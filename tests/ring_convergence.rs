//! Multi-node ring scenarios over loopback TCP.
//!
//! Every test runs real nodes with real RPC servers on ephemeral ports,
//! but drives the maintenance rounds explicitly instead of starting the
//! timers, so convergence is deterministic.

use std::net::TcpListener;
use std::sync::Arc;

use tokio::task::JoinHandle;

use rondo::config::Config;
use rondo::dht::Did;
use rondo::dht::NodeRef;
use rondo::node::Node;
use rondo::rpc;

struct TestNode {
    node: Arc<Node>,
    server: JoinHandle<()>,
}

impl TestNode {
    fn me(&self) -> NodeRef {
        self.node.me().clone()
    }

    fn successor_id(&self) -> u128 {
        self.node.ring().successor().unwrap().id.value()
    }

    fn predecessor_id(&self) -> Option<u128> {
        self.node
            .ring()
            .predecessor()
            .unwrap()
            .map(|p| p.id.value())
    }

    fn successor_list_ids(&self) -> Vec<u128> {
        self.node
            .ring()
            .lock_successors()
            .unwrap()
            .list()
            .iter()
            .map(|n| n.id.value())
            .collect()
    }

    async fn lookup(&self, key: u128) -> u128 {
        let me = self.me();
        self.node
            .find_successor(Did::from(key), &me)
            .await
            .expect("lookup returned no node")
            .id
            .value()
    }

    fn kill(&self) {
        self.server.abort();
    }
}

/// Reserve `N` distinct loopback ports. The listeners are held together
/// so the kernel cannot hand the same port out twice, then dropped for
/// the nodes to rebind.
fn reserve_ports<const N: usize>() -> [u16; N] {
    let sockets: Vec<TcpListener> = (0..N)
        .map(|_| TcpListener::bind("127.0.0.1:0").unwrap())
        .collect();
    let mut ports = [0u16; N];
    for (port, socket) in ports.iter_mut().zip(&sockets) {
        *port = socket.local_addr().unwrap().port();
    }
    ports
}

/// m = 3 config with a pinned id, matching the paper's toy ring.
fn config(port: u16, id: u128, known: Option<(u16, u128)>) -> Config {
    let mut config = Config::new("127.0.0.1", port);
    config.hash_bits = 3;
    config.id = Some(format!("{id:x}"));
    if let Some((known_port, known_id)) = known {
        config.known_host = Some("127.0.0.1".into());
        config.known_port = Some(known_port);
        config.known_id = Some(format!("{known_id:x}"));
    }
    config
}

async fn start(port: u16, id: u128, known: Option<(u16, u128)>) -> TestNode {
    let node = Arc::new(Node::new(&config(port, id, known)).unwrap());
    let (_addr, server) = rpc::server::spawn(Arc::clone(&node), ("127.0.0.1", port))
        .await
        .unwrap();
    node.join_cluster().await.unwrap();
    TestNode { node, server }
}

/// Run `rounds` of the maintenance every node would run on its timers.
async fn settle(nodes: &[&TestNode], rounds: usize) {
    for _ in 0..rounds {
        for n in nodes {
            n.node.check_predecessor().await;
            n.node.stabilize().await;
        }
    }
}

/// Re-resolve every finger of every node, like fix_fingers does over time.
async fn refresh_all_fingers(nodes: &[&TestNode]) {
    for n in nodes {
        let m = n.node.space().bits() as usize;
        for index in 1..m {
            n.node.refresh_finger(index).await;
        }
    }
}

#[tokio::test]
async fn test_single_node_ring() {
    let [port] = reserve_ports::<1>();
    let a = start(port, 1, None).await;

    assert_eq!(a.predecessor_id(), Some(1));
    assert_eq!(a.successor_id(), 1);
    assert_eq!(a.successor_list_ids(), vec![1]);
    {
        let finger = a.node.ring().lock_finger().unwrap();
        let starts: Vec<u128> = finger.list().iter().map(|e| e.start.value()).collect();
        assert_eq!(starts, vec![2, 3, 5]);
        assert!(finger.list().iter().all(|e| e.node.id.value() == 1));
    }
    // Any key resolves to the only member.
    assert_eq!(a.lookup(5).await, 1);
    assert_eq!(a.lookup(0).await, 1);

    a.kill();
}

#[tokio::test]
async fn test_two_node_join() {
    let [port_a, port_b] = reserve_ports::<2>();
    let a = start(port_a, 1, None).await;
    let b = start(port_b, 3, Some((port_a, 1))).await;
    settle(&[&a, &b], 3).await;

    assert_eq!(a.successor_id(), 3);
    assert_eq!(b.successor_id(), 1);
    assert_eq!(a.predecessor_id(), Some(3));
    assert_eq!(b.predecessor_id(), Some(1));

    for n in [&a, &b] {
        assert_eq!(n.lookup(2).await, 3);
        assert_eq!(n.lookup(0).await, 1);
    }

    a.kill();
    b.kill();
}

#[tokio::test]
async fn test_three_node_ring_lookups_and_fingers() {
    let [port_a, port_b, port_c] = reserve_ports::<3>();
    let a = start(port_a, 1, None).await;
    let b = start(port_b, 3, Some((port_a, 1))).await;
    settle(&[&a, &b], 2).await;
    let c = start(port_c, 5, Some((port_a, 1))).await;
    settle(&[&a, &b, &c], 3).await;
    refresh_all_fingers(&[&a, &b, &c]).await;
    settle(&[&a, &b, &c], 1).await;

    // Two independent lookups agree from every vantage point.
    for n in [&a, &b, &c] {
        assert_eq!(n.lookup(4).await, 5);
        assert_eq!(n.lookup(6).await, 1);
        assert_eq!(n.lookup(2).await, 3);
    }

    // Finger table of node 1: starts {2, 3, 5}, successors {3, 3, 5}.
    {
        let finger = a.node.ring().lock_finger().unwrap();
        let view: Vec<(u128, u128)> = finger
            .list()
            .iter()
            .map(|e| (e.start.value(), e.node.id.value()))
            .collect();
        assert_eq!(view, vec![(2, 3), (3, 3), (5, 5)]);
    }

    // Successor lists mirror the walk around the ring.
    assert_eq!(a.successor_list_ids(), vec![3, 5]);
    assert_eq!(b.successor_list_ids(), vec![5, 1]);
    assert_eq!(c.successor_list_ids(), vec![1, 3]);

    // The ring closes: everyone's successor's predecessor is themselves.
    assert_eq!(a.predecessor_id(), Some(5));
    assert_eq!(b.predecessor_id(), Some(1));
    assert_eq!(c.predecessor_id(), Some(3));

    a.kill();
    b.kill();
    c.kill();
}

#[tokio::test]
async fn test_successor_failure_repair() {
    let [port_a, port_b, port_c] = reserve_ports::<3>();
    let a = start(port_a, 1, None).await;
    let b = start(port_b, 3, Some((port_a, 1))).await;
    settle(&[&a, &b], 2).await;
    let c = start(port_c, 5, Some((port_a, 1))).await;
    settle(&[&a, &b, &c], 3).await;
    refresh_all_fingers(&[&a, &b, &c]).await;
    settle(&[&a, &b, &c], 1).await;
    assert_eq!(a.successor_id(), 3);

    // Node 3 dies. Its survivors route around it within three rounds.
    b.kill();
    for _ in 0..3 {
        a.node.check_predecessor().await;
        a.node.stabilize().await;
        c.node.check_predecessor().await;
        c.node.stabilize().await;
    }

    assert_eq!(a.successor_id(), 5);
    assert_eq!(a.successor_list_ids(), vec![5]);
    assert_eq!(c.predecessor_id(), Some(1));

    a.kill();
    c.kill();
}

#[tokio::test]
async fn test_wrap_around_lookup() {
    let [port_a, port_b] = reserve_ports::<2>();
    let a = start(port_a, 2, None).await;
    let b = start(port_b, 6, Some((port_a, 2))).await;
    settle(&[&a, &b], 3).await;

    // 7 has no node above it: the lookup wraps through 0 to node 2.
    assert_eq!(a.lookup(7).await, 2);
    assert_eq!(b.lookup(7).await, 2);
    assert_eq!(a.lookup(4).await, 6);
    assert_eq!(b.lookup(4).await, 6);

    a.kill();
    b.kill();
}

#[tokio::test]
async fn test_identifier_collision_is_fatal() {
    // Distinct addresses pinned to the same id cannot coexist.
    let bad = config(4101, 5, Some((4102, 5)));
    assert!(Node::new(&bad).is_err());
    // The same address is not a collision; it just means "first node".
    let same = config(4101, 5, Some((4101, 5)));
    assert!(Node::new(&same).is_ok());
}

#[tokio::test]
async fn test_join_via_dead_peer_fails() {
    let [port, dead_port] = reserve_ports::<2>();
    let node = Arc::new(Node::new(&config(port, 3, Some((dead_port, 1)))).unwrap());
    let (_addr, server) = rpc::server::spawn(Arc::clone(&node), ("127.0.0.1", port))
        .await
        .unwrap();
    assert!(node.join_cluster().await.is_err());
    server.abort();
}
• • • •
Across all the records, find the lines containing the word "over" and reproduce each one.

//! Multi-node ring scenarios over loopback TCP.
/// Re-resolve every finger of every node, like fix_fingers does over time.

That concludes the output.